▶ The task
The required result is each line of the entries below containing the string "info".

▶ Dataset records
use pharmacy_database::{
    NewNotification, NotificationKind, NotificationRepository, ProductRepository,
    StockAdjustment, StockAdjustmentOutcome,
};
use sqlx::SqlitePool;
use tracing::{info, warn};

use super::ServiceError;

/// Apply a stock adjustment. Falling to the reorder level raises a
/// low-stock notification.
pub async fn adjust_stock(
    pool: &SqlitePool,
    product_public_id: &str,
    adjustment: &StockAdjustment,
) -> Result<StockAdjustmentOutcome, ServiceError> {
    let outcome = ProductRepository::new(pool.clone())
        .adjust_stock(product_public_id, adjustment)
        .await?;

    info!(
        product_id = %product_public_id,
        change = adjustment.quantity_change,
        movement = %adjustment.movement_type,
        stock = outcome.product.stock_quantity,
        "stock adjusted"
    );

    if outcome.crossed_reorder_level {
        let product = &outcome.product;
        let notification = NewNotification {
            kind: NotificationKind::LowStock,
            title: format!("Low stock: {}", product.name),
            message: format!(
                "{} ({}) is down to {} units, reorder level is {}",
                product.name, product.sku, product.stock_quantity, product.reorder_level
            ),
            reference: Some(product.public_id.clone()),
        };
        if let Err(error) = NotificationRepository::new(pool.clone()).create(&notification).await {
            warn!(%error, sku = %product.sku, "failed to create low stock notification");
        }
    }

    Ok(outcome)
}
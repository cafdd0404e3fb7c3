//! Stripe payment intents.

use std::collections::BTreeMap;

use reqwest::Client;
use serde::{Deserialize, Serialize};
use tracing::info;
use utoipa::ToSchema;

use crate::{decode_json, ensure_success, trim_base, IntegrationError};

#[derive(Debug, Clone, Serialize, Deserialize, ToSchema)]
pub struct PaymentIntent {
    pub id: String,
    pub client_secret: Option<String>,
    pub amount: i64,
    pub currency: String,
    pub status: String,
}

#[derive(Clone)]
pub struct StripeClient {
    http: Client,
    base_url: String,
    secret_key: String,
}

impl StripeClient {
    pub fn new(http: Client, base_url: &str, secret_key: &str) -> Self {
        Self {
            http,
            base_url: trim_base(base_url),
            secret_key: secret_key.to_string(),
        }
    }

    /// Create a payment intent for `amount_cents` in the smallest currency unit.
    ///
    /// Metadata entries are sent as `metadata[key]=value` form fields.
    pub async fn create_payment_intent(
        &self,
        amount_cents: i64,
        currency: &str,
        metadata: &BTreeMap<String, String>,
    ) -> Result<PaymentIntent, IntegrationError> {
        if amount_cents <= 0 {
            return Err(IntegrationError::InvalidRequest(
                "payment amount must be positive".into(),
            ));
        }

        let mut form: Vec<(String, String)> = vec![
            ("amount".into(), amount_cents.to_string()),
            ("currency".into(), currency.to_ascii_lowercase()),
            ("automatic_payment_methods[enabled]".into(), "true".into()),
        ];
        form.extend(
            metadata
                .iter()
                .map(|(key, value)| (format!("metadata[{key}]"), value.clone())),
        );

        let response = self
            .http
            .post(format!("{}/v1/payment_intents", self.base_url))
            .bearer_auth(&self.secret_key)
            .form(&form)
            .send()
            .await?;
        let intent: PaymentIntent = decode_json(ensure_success(response).await?).await?;

        info!(intent = %intent.id, amount = intent.amount, currency = %intent.currency, "payment intent created");
        Ok(intent)
    }
}
use anyhow::Context;
use serde::{Deserialize, Serialize};
use std::path::PathBuf;
use tracing::debug;

const DEFAULT_CONFIG_FILES: &[&str] = &[
    "pharmacy.toml",
    "config/pharmacy.toml",
    "crates/config/pharmacy.toml",
    "../pharmacy.toml",
    "../config/pharmacy.toml",
    "../../pharmacy.toml",
];

#[derive(Debug, Clone, Default, Serialize, Deserialize)]
#[serde(default)]
pub struct AppConfig {
    pub http: HttpConfig,
    pub database: DatabaseConfig,
    pub auth: AuthConfig,
    pub integrations: IntegrationsConfig,
    pub monitoring: MonitoringConfig,
    pub sharding: ShardingConfig,
    pub backup: BackupConfig,
}

#[derive(Debug, Clone, Serialize, Deserialize)]
#[serde(default)]
pub struct HttpConfig {
    pub address: String,
    pub port: u16,
    /// Take the client address from `X-Forwarded-For` / `X-Real-IP`.
    /// Only enable behind a reverse proxy that overwrites these headers.
    pub trust_proxy_headers: bool,
}

impl Default for HttpConfig {
    fn default() -> Self {
        Self {
            address: "127.0.0.1".to_string(),
            port: 8080,
            trust_proxy_headers: false,
        }
    }
}

#[derive(Debug, Clone, Serialize, Deserialize)]
#[serde(default)]
pub struct DatabaseConfig {
    pub url: String,
    pub max_connections: u32,
}

impl Default for DatabaseConfig {
    fn default() -> Self {
        Self {
            url: "sqlite://pharmacy.db".to_string(),
            max_connections: 10,
        }
    }
}

/// Admin authentication settings.
///
/// There is exactly one admin identity. Without `admin_email` and
/// `admin_password_hash` every login attempt is refused.
///
/// ```
/// use pharmacy_config::AuthConfig;
///
/// let auth = AuthConfig::default();
/// assert_eq!(auth.max_login_attempts, 5);
/// assert_eq!(auth.login_window_seconds, 900);
/// assert!(auth.admin_password_hash.is_none());
/// ```
#[derive(Debug, Clone, Serialize, Deserialize)]
#[serde(default)]
pub struct AuthConfig {
    pub admin_email: Option<String>,
    pub admin_password_hash: Option<String>,
    pub jwt_secret: Option<String>,
    pub jwt_issuer: String,
    pub token_ttl_seconds: u64,
    pub max_login_attempts: u32,
    pub login_window_seconds: u64,
    pub csrf_ttl_seconds: u64,
    pub cleanup_interval_seconds: u64,
}

impl Default for AuthConfig {
    fn default() -> Self {
        Self {
            admin_email: None,
            admin_password_hash: None,
            jwt_secret: None,
            jwt_issuer: "pharmacy-admin".to_string(),
            token_ttl_seconds: 8 * 60 * 60,
            max_login_attempts: 5,
            login_window_seconds: 15 * 60,
            csrf_ttl_seconds: 60 * 60,
            cleanup_interval_seconds: 60 * 60,
        }
    }
}

impl AuthConfig {
    pub fn admin_configured(&self) -> bool {
        self.admin_email.is_some() && self.admin_password_hash.is_some()
    }
}

#[derive(Debug, Clone, Serialize, Deserialize)]
#[serde(default)]
pub struct IntegrationsConfig {
    pub request_timeout_seconds: u64,
    pub woocommerce: WooCommerceConfig,
    pub wordpress: WordPressConfig,
    pub stripe: StripeConfig,
}

impl Default for IntegrationsConfig {
    fn default() -> Self {
        Self {
            request_timeout_seconds: 15,
            woocommerce: WooCommerceConfig::default(),
            wordpress: WordPressConfig::default(),
            stripe: StripeConfig::default(),
        }
    }
}

#[derive(Debug, Clone, Default, Serialize, Deserialize)]
#[serde(default)]
pub struct WooCommerceConfig {
    pub base_url: Option<String>,
    pub consumer_key: Option<String>,
    pub consumer_secret: Option<String>,
}

#[derive(Debug, Clone, Default, Serialize, Deserialize)]
#[serde(default)]
pub struct WordPressConfig {
    pub base_url: Option<String>,
}

#[derive(Debug, Clone, Serialize, Deserialize)]
#[serde(default)]
pub struct StripeConfig {
    pub secret_key: Option<String>,
    pub base_url: String,
    pub currency: String,
}

impl Default for StripeConfig {
    fn default() -> Self {
        Self {
            secret_key: None,
            base_url: "https://api.stripe.com".to_string(),
            currency: "usd".to_string(),
        }
    }
}

#[derive(Debug, Clone, Copy, PartialEq, Eq, Serialize, Deserialize)]
#[serde(rename_all = "snake_case")]
pub enum AlertChannelKind {
    Log,
    Webhook,
    Email,
    Sms,
}

#[derive(Debug, Clone, Serialize, Deserialize)]
#[serde(default)]
pub struct MonitoringConfig {
    pub interval_seconds: u64,
    pub thresholds: ThresholdConfig,
    pub alert_channels: Vec<AlertChannelKind>,
    pub webhook_url: Option<String>,
}

impl Default for MonitoringConfig {
    fn default() -> Self {
        Self {
            interval_seconds: 60,
            thresholds: ThresholdConfig::default(),
            alert_channels: vec![AlertChannelKind::Log],
            webhook_url: None,
        }
    }
}

#[derive(Debug, Clone, Serialize, Deserialize)]
#[serde(default)]
pub struct ThresholdConfig {
    pub cpu_load_percent: f64,
    pub memory_percent: f64,
    pub error_rate_percent: f64,
    pub response_time_ms: f64,
    pub db_latency_ms: f64,
}

impl Default for ThresholdConfig {
    fn default() -> Self {
        Self {
            cpu_load_percent: 80.0,
            memory_percent: 85.0,
            error_rate_percent: 5.0,
            response_time_ms: 1_000.0,
            db_latency_ms: 250.0,
        }
    }
}

#[derive(Debug, Clone, Copy, Default, PartialEq, Eq, Serialize, Deserialize)]
#[serde(rename_all = "snake_case")]
pub enum ShardStrategy {
    #[default]
    RoundRobin,
    Hash,
}

#[derive(Debug, Clone, Default, Serialize, Deserialize)]
#[serde(default)]
pub struct ShardingConfig {
    pub strategy: ShardStrategy,
    /// Additional shard URLs. When empty the primary database is the only shard.
    pub shards: Vec<String>,
}

#[derive(Debug, Clone, Serialize, Deserialize)]
#[serde(default)]
pub struct BackupConfig {
    pub directory: String,
    pub retention: usize,
    /// Zero disables scheduled backups.
    pub interval_seconds: u64,
}

impl Default for BackupConfig {
    fn default() -> Self {
        Self {
            directory: "backups".to_string(),
            retention: 7,
            interval_seconds: 0,
        }
    }
}

/// Load the application configuration by combining defaults, files, and environment overrides.
///
/// ```
/// use pharmacy_config::load;
///
/// std::env::remove_var("PHARMACY_CONFIG");
///
/// let config = load().expect("configuration should load with defaults");
/// assert!(!config.http.address.is_empty());
/// ```
pub fn load() -> anyhow::Result<AppConfig> {
    let defaults = AppConfig::default();

    let mut builder = config::Config::builder();
    builder = builder
        .set_default("http.address", defaults.http.address.clone())
        .context("unable to build configuration")?
        .set_default("http.port", i64::from(defaults.http.port))
        .context("unable to build configuration")?
        .set_default("database.url", defaults.database.url.clone())
        .context("unable to build configuration")?
        .set_default(
            "database.max_connections",
            i64::from(defaults.database.max_connections),
        )
        .context("unable to build configuration")?;

    let environment_overrides = config::Environment::with_prefix("PHARMACY").separator("__");

    let mut config_file_attached = false;

    if let Ok(path) = std::env::var("PHARMACY_CONFIG") {
        builder = builder.add_source(config::File::from(PathBuf::from(&path)));
        config_file_attached = true;
        debug!(path, "loading configuration via PHARMACY_CONFIG");
    } else if let Ok(cwd) = std::env::current_dir() {
        let fallback = DEFAULT_CONFIG_FILES
            .iter()
            .map(|candidate| cwd.join(candidate))
            .find(|path| path.exists());

        if let Some(path) = fallback {
            debug!(path = %path.display(), "loading configuration file");
            builder = builder.add_source(config::File::from(path));
            config_file_attached = true;
        }
    }

    if !config_file_attached {
        debug!("no configuration file found, relying on defaults and environment overrides");
    }

    builder = builder.add_source(environment_overrides);

    let cfg = builder.build().context("unable to build configuration")?;

    let mut config = cfg
        .try_deserialize::<AppConfig>()
        .context("invalid configuration")?;

    if config.auth.token_ttl_seconds > i64::MAX as u64 {
        config.auth.token_ttl_seconds = i64::MAX as u64;
    }

    if config.auth.admin_email.as_deref().is_some_and(str::is_empty) {
        config.auth.admin_email = None;
    }

    debug!(
        http = ?config.http,
        database = %config.database.url,
        admin_configured = config.auth.admin_configured(),
        "loaded backend configuration"
    );
    Ok(config)
}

▶ Reply
use tracing::{info, warn};
    info!(
use tracing::info;
        info!(intent = %intent.id, amount = intent.amount, currency = %intent.currency, "payment intent created");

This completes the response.